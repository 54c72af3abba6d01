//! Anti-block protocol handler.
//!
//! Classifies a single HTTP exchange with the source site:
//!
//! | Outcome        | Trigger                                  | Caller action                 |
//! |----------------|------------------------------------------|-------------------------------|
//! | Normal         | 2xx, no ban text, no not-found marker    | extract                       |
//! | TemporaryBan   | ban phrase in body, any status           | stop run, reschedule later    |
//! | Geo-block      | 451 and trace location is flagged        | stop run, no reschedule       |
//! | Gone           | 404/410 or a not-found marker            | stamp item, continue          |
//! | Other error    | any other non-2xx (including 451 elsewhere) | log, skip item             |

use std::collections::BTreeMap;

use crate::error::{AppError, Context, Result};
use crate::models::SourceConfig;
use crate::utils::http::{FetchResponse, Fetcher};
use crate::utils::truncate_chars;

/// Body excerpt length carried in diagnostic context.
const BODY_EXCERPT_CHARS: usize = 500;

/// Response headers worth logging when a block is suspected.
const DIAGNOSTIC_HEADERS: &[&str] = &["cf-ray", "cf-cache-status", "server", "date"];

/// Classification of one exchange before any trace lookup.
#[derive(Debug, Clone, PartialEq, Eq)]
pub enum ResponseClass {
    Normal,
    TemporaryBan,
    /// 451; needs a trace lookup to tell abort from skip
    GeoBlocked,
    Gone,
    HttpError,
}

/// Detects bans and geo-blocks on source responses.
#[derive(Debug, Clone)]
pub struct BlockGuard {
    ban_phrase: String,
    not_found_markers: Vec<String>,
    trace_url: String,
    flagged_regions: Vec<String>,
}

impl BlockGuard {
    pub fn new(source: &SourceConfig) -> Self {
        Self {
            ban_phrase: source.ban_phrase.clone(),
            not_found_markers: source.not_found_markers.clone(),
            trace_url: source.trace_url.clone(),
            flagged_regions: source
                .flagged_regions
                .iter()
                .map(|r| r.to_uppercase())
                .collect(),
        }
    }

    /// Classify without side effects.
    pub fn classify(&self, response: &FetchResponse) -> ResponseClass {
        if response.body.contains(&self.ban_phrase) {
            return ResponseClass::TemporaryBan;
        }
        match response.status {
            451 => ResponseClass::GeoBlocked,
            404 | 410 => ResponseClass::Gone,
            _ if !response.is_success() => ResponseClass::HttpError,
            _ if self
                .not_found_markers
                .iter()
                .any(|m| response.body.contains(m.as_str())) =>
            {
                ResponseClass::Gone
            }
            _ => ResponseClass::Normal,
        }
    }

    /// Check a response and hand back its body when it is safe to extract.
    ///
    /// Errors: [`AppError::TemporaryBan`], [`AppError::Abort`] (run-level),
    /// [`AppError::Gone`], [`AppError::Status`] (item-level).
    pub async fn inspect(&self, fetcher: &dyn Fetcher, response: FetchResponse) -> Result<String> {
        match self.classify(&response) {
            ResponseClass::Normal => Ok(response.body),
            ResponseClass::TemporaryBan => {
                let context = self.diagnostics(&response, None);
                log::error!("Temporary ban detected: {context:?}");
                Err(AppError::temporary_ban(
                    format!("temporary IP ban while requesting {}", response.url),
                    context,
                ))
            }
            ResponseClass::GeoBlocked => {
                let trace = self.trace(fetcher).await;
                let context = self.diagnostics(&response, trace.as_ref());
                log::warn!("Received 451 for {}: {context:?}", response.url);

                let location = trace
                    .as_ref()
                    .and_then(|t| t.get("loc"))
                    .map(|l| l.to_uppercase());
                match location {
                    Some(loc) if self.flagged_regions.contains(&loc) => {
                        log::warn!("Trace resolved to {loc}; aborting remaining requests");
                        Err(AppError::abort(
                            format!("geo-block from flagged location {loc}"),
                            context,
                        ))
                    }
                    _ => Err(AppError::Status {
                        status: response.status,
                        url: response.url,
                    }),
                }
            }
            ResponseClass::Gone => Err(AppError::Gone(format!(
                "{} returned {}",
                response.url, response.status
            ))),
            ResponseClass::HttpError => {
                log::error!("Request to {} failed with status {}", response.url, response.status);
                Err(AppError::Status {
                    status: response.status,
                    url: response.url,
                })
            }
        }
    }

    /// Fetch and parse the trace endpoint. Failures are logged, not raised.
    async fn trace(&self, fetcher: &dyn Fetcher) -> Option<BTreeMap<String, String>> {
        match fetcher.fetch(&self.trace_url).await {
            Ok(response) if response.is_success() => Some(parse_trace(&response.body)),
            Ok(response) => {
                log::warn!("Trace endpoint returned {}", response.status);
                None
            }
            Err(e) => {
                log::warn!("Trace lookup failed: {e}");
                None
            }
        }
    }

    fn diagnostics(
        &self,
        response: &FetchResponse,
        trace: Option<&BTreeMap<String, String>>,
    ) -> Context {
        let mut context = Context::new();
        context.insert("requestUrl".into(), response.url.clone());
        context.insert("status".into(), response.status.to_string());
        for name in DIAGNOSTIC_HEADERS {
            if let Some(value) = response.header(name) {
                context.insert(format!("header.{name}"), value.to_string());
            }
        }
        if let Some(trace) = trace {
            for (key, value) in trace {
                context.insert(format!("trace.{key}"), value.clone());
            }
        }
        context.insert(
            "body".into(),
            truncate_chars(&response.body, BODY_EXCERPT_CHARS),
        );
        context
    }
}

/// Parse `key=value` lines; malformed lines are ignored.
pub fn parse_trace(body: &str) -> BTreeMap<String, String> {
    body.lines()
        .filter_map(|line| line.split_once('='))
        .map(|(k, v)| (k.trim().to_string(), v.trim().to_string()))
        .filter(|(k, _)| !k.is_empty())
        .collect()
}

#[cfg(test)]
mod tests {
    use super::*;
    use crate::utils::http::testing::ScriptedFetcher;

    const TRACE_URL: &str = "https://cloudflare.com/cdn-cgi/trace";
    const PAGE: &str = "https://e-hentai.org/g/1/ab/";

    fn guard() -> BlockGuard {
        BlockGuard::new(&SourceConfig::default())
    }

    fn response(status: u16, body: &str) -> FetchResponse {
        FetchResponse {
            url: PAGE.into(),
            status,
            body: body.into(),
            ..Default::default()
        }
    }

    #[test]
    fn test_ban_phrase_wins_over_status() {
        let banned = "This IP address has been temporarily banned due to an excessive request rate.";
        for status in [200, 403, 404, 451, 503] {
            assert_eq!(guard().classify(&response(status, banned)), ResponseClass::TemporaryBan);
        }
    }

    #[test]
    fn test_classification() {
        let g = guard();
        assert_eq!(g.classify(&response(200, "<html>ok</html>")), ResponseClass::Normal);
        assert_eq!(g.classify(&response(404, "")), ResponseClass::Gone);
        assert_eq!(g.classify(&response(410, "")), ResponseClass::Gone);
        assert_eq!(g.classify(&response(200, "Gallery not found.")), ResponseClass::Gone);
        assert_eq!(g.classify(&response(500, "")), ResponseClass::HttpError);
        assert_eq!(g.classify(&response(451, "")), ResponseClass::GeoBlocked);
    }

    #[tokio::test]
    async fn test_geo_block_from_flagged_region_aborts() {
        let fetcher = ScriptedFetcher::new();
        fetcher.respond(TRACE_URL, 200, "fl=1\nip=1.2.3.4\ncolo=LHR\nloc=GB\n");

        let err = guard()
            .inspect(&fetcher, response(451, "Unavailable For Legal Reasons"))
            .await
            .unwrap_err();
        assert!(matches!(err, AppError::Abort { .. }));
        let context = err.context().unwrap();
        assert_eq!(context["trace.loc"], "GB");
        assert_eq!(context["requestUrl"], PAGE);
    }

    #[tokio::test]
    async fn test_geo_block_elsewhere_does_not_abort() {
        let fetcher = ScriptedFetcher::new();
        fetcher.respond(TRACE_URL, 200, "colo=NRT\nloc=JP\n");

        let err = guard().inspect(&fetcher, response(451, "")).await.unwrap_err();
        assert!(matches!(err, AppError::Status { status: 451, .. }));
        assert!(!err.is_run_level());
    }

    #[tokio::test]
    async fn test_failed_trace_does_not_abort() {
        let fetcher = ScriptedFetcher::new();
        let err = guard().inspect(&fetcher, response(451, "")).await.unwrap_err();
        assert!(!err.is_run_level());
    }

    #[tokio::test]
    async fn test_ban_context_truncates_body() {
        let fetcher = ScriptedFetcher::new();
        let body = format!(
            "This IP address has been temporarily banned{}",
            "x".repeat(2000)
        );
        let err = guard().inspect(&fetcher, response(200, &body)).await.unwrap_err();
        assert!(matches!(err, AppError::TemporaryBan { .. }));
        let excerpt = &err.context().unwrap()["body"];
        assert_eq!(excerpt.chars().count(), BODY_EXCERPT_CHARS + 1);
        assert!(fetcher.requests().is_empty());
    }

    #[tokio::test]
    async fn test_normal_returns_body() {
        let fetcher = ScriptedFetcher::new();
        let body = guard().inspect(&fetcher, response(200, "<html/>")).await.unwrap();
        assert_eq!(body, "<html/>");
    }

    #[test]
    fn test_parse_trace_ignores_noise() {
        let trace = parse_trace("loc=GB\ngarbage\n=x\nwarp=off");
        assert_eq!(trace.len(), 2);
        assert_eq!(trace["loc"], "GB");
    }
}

■ ■ ■

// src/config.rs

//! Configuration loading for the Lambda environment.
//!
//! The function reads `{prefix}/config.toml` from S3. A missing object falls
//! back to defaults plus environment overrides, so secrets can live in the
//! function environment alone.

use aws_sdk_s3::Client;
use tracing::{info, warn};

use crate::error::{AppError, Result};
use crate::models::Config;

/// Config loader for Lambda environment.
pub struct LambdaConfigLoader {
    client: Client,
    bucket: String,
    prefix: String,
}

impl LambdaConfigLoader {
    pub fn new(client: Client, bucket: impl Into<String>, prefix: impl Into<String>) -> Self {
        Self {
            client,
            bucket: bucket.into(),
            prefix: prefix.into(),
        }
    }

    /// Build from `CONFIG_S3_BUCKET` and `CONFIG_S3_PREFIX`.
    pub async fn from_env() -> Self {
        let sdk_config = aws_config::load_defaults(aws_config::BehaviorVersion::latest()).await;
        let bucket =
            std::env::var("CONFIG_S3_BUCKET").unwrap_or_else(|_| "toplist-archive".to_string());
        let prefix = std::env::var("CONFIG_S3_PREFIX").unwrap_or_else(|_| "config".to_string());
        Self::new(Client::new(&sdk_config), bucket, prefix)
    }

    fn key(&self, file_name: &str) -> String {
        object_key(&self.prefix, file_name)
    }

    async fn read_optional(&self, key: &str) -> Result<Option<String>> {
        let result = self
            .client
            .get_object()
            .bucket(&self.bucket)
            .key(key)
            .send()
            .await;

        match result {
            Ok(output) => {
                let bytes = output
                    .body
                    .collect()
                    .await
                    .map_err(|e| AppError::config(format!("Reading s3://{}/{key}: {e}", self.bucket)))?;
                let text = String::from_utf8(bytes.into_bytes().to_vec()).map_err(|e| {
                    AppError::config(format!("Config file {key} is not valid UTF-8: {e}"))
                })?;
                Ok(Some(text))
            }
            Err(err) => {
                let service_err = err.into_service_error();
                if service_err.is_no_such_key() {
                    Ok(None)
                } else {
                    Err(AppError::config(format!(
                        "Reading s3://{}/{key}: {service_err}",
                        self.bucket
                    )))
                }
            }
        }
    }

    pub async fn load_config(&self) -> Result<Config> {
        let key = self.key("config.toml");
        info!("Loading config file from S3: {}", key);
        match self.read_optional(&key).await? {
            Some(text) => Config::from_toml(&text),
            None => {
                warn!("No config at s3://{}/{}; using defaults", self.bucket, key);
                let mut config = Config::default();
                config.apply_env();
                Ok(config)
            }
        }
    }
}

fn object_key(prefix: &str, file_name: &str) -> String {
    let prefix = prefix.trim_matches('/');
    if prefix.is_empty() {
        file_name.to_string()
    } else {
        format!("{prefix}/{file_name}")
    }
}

■ ■ ■

__WHAT THE EXERCISE ASKS__. Report every line containing the word "HttpError" from the listing above.

__SOLUTION TO THIS EXERCISE__.
    HttpError,
            _ if !response.is_success() => ResponseClass::HttpError,
            ResponseClass::HttpError => {
        assert_eq!(g.classify(&response(500, "")), ResponseClass::HttpError);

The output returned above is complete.